Flash forward to now, 2 years later, the Wii's on the rise faster than the PS2, the 360 is outdoing the original 360 by marginally, at the expense of the collapse of the PC market, and the PS3 treading water and flopping left and right. It's easy to be a Monday morning quarterback here, but in 2006, anybody telling them to not make a PS3 game and instead make a few Wii games was called a Nintendo fanboy who knew nothing. To NOW say what they should and should not have done is pointless because this wasn't what they heard when they announced the game. I know I said that making Haze on the PS3 was a bad idea, and that they should make Wii games. To which that idea was scoffed and shoved into a corner where it could be seen and not heard.

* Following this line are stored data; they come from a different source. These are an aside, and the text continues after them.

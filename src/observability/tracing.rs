//! Distributed tracing support.
//!
//! # Responsibilities
//! - Register the process-wide OpenTelemetry tracer provider
//! - Report whether one was registered (the trace interceptor is a no-op otherwise)
//! - Extract trace context from incoming request headers
//!
//! # Design Decisions
//! - The exporter and propagator are chosen by the embedding application
//! - The global tracer API cannot tell a no-op provider from a real one, so
//!   registration goes through [`register_tracer_provider`]

use std::sync::atomic::{AtomicBool, Ordering};

use axum::http::HeaderMap;
use opentelemetry::global;
use opentelemetry::propagation::Extractor;
use opentelemetry::trace::{Span, Tracer, TracerProvider};

/// Instrumentation scope of server spans.
pub const TRACER_NAME: &str = "rest-server";

static REGISTERED: AtomicBool = AtomicBool::new(false);

/// Install `provider` as the global tracer provider.
pub fn register_tracer_provider<P, T, S>(provider: P)
where
    S: Span + Send + Sync + 'static,
    T: Tracer<Span = S> + Send + Sync + 'static,
    P: TracerProvider<Tracer = T> + Send + Sync + 'static,
{
    global::set_tracer_provider(provider);
    REGISTERED.store(true, Ordering::Release);
    tracing::info!(tracer = TRACER_NAME, "Global tracer provider registered");
}

pub fn is_global_tracer_registered() -> bool {
    REGISTERED.load(Ordering::Acquire)
}

/// Reads propagation fields from request headers.
pub struct HeaderExtractor<'a>(pub &'a HeaderMap);

impl Extractor for HeaderExtractor<'_> {
    fn get(&self, key: &str) -> Option<&str> {
        self.0.get(key).and_then(|v| v.to_str().ok())
    }

    fn keys(&self) -> Vec<&str> {
        self.0.keys().map(|k| k.as_str()).collect()
    }
}

/// Parent context carried by `headers`, per the global propagator.
pub fn extract_context(headers: &HeaderMap) -> opentelemetry::Context {
    global::get_text_map_propagator(|propagator| propagator.extract(&HeaderExtractor(headers)))
}
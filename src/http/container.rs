//! Route and filter registration.
//!
//! # Responsibilities
//! - Hold the configuration of a component before it is built
//! - Register routes and typed filters
//! - Assemble the router with the built-in interceptors in `build`
//!
//! # Design Decisions
//! - The container is owned by the caller; there is no process-wide router
//! - Filters are applied in `build` so they cover every route, first
//!   registered runs first

use std::future::Future;
use std::path::Path;
use std::time::Duration;

use axum::extract::Request;
use axum::handler::Handler;
use axum::http::Method;
use axum::middleware::{from_fn, Next};
use axum::response::Response;
use axum::routing::{on, MethodFilter};
use axum::Router;

use crate::config::{load_config, ConfigError, ServerConfig};
use crate::error::ServerError;
use crate::http::context::FilterContext;
use crate::http::middleware::apply_interceptors;
use crate::http::server::Component;
use crate::http::websocket::WebSocket;
use crate::net::local_main_ip;

type Layering = Box<dyn FnOnce(Router) -> Router + Send>;

/// Builder of a [`Component`].
pub struct Container {
    name: String,
    config: ServerConfig,
    router: Router,
    routes: Vec<(Method, String)>,
    filters: Vec<Layering>,
}

impl Default for Container {
    fn default() -> Self {
        Self::with_config(ServerConfig::default())
    }
}

impl Container {
    pub fn new() -> Self {
        Self::default()
    }

    pub fn with_config(config: ServerConfig) -> Self {
        Self {
            name: String::new(),
            config,
            router: Router::new(),
            routes: Vec::new(),
            filters: Vec::new(),
        }
    }

    /// Container configured from the table at `key` of a TOML file; the
    /// component is named after the key.
    pub fn load(path: &Path, key: &str) -> Result<Self, ConfigError> {
        let mut config = load_config(path, key)?;
        if config.enable_local_main_ip {
            config.host = match local_main_ip() {
                Ok(ip) => ip.to_string(),
                Err(err) => {
                    tracing::warn!(error = %err, "Failed to resolve local main IP, binding all interfaces");
                    String::new()
                }
            };
        }
        tracing::info!(key = %key, address = %config.address(), "Server config loaded");

        let mut container = Self::with_config(config);
        container.name = key.to_string();
        Ok(container)
    }

    pub fn with_name(mut self, name: impl Into<String>) -> Self {
        self.name = name.into();
        self
    }

    pub fn with_host(mut self, host: impl Into<String>) -> Self {
        self.config.host = host.into();
        self
    }

    pub fn with_port(mut self, port: u16) -> Self {
        self.config.port = port;
        self
    }

    pub fn with_network(mut self, network: impl Into<String>) -> Self {
        self.config.network = network.into();
        self
    }

    pub fn with_read_header_timeout(mut self, timeout: Duration) -> Self {
        self.config.read_header_timeout_ms = millis(timeout);
        self
    }

    pub fn with_read_timeout(mut self, timeout: Duration) -> Self {
        self.config.read_timeout_ms = millis(timeout);
        self
    }

    pub fn with_write_timeout(mut self, timeout: Duration) -> Self {
        self.config.write_timeout_ms = millis(timeout);
        self
    }

    pub fn with_context_timeout(mut self, timeout: Duration) -> Self {
        self.config.context_timeout_ms = millis(timeout);
        self
    }

    pub fn config(&self) -> &ServerConfig {
        &self.config
    }

    pub fn config_mut(&mut self) -> &mut ServerConfig {
        &mut self.config
    }

    /// Register `handler` for `method` on `path` (axum path syntax, e.g. `/users/{id}`).
    pub fn route<H, T>(&mut self, method: Method, path: &str, handler: H) -> Result<&mut Self, ServerError>
    where
        H: Handler<T, ()>,
        T: 'static,
    {
        let filter = MethodFilter::try_from(method.clone()).map_err(|_| ServerError::Method(method.clone()))?;
        if !path.starts_with('/') {
            return Err(ServerError::Route {
                method,
                path: path.to_string(),
                reason: "path must start with '/'",
            });
        }
        if self.routes.iter().any(|(m, p)| *m == method && p == path) {
            return Err(ServerError::Route {
                method,
                path: path.to_string(),
                reason: "already registered",
            });
        }

        self.router = std::mem::take(&mut self.router).route(path, on(filter, handler));
        self.routes.push((method, path.to_string()));
        Ok(self)
    }

    pub fn get<H, T>(&mut self, path: &str, handler: H) -> Result<&mut Self, ServerError>
    where
        H: Handler<T, ()>,
        T: 'static,
    {
        self.route(Method::GET, path, handler)
    }

    pub fn post<H, T>(&mut self, path: &str, handler: H) -> Result<&mut Self, ServerError>
    where
        H: Handler<T, ()>,
        T: 'static,
    {
        self.route(Method::POST, path, handler)
    }

    /// Run `filter` around every route. It continues the chain with
    /// [`FilterContext::process_filter`] or answers on its own.
    pub fn filter<F, Fut>(&mut self, filter: F) -> &mut Self
    where
        F: Fn(FilterContext) -> Fut + Clone + Send + Sync + 'static,
        Fut: Future<Output = Response> + Send + 'static,
    {
        self.filters.push(Box::new(move |router: Router| {
            router.layer(from_fn(move |req: Request, next: Next| {
                let filter = filter.clone();
                async move { filter(FilterContext::new(req, next)).await }
            }))
        }));
        self
    }

    /// Upgrade settings for WebSocket routes, from this container's config.
    pub fn websocket(&self) -> WebSocket {
        WebSocket::from_config(&self.config)
    }

    /// Assemble the component: user filters innermost, then the built-in
    /// interceptors.
    pub fn build(self) -> Component {
        let mut router = self.router;
        for layer in self.filters.into_iter().rev() {
            router = layer(router);
        }
        let router = apply_interceptors(router, &self.config);
        Component::new(self.name, self.config, router, self.routes)
    }
}

fn millis(timeout: Duration) -> u64 {
    u64::try_from(timeout.as_millis()).unwrap_or(u64::MAX)
}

And you're right, the game sucked. So did Lair. So did Heavenly Sword. Do those developers deserve to DIE because of one bad game? It wasn't so harsh on the PS2, and it really isn't on the Wii. However, the PS3 and to a lesser extent the 360, making a game that doesn't SELL (regardless of score) seems to kill you dead.
There also seems to be a weird double standard brewing here, where when a third party game fails on the PS3 (and to a lesser extent the 360) it's the game's fault, yet when a Wii third party game fails, it's the Wii's fault or the fault of their customer base being Nintendo fans (2006) or a bunch of unwashed casuals (2008), despite it's great size.
Anybody really wanting to blame Free Radical or Factor 5 or EA's myriad studios that they just closed might want to read a short story called The Lottery to see what happens when you support a general strategy, and then deride it once it gets personal.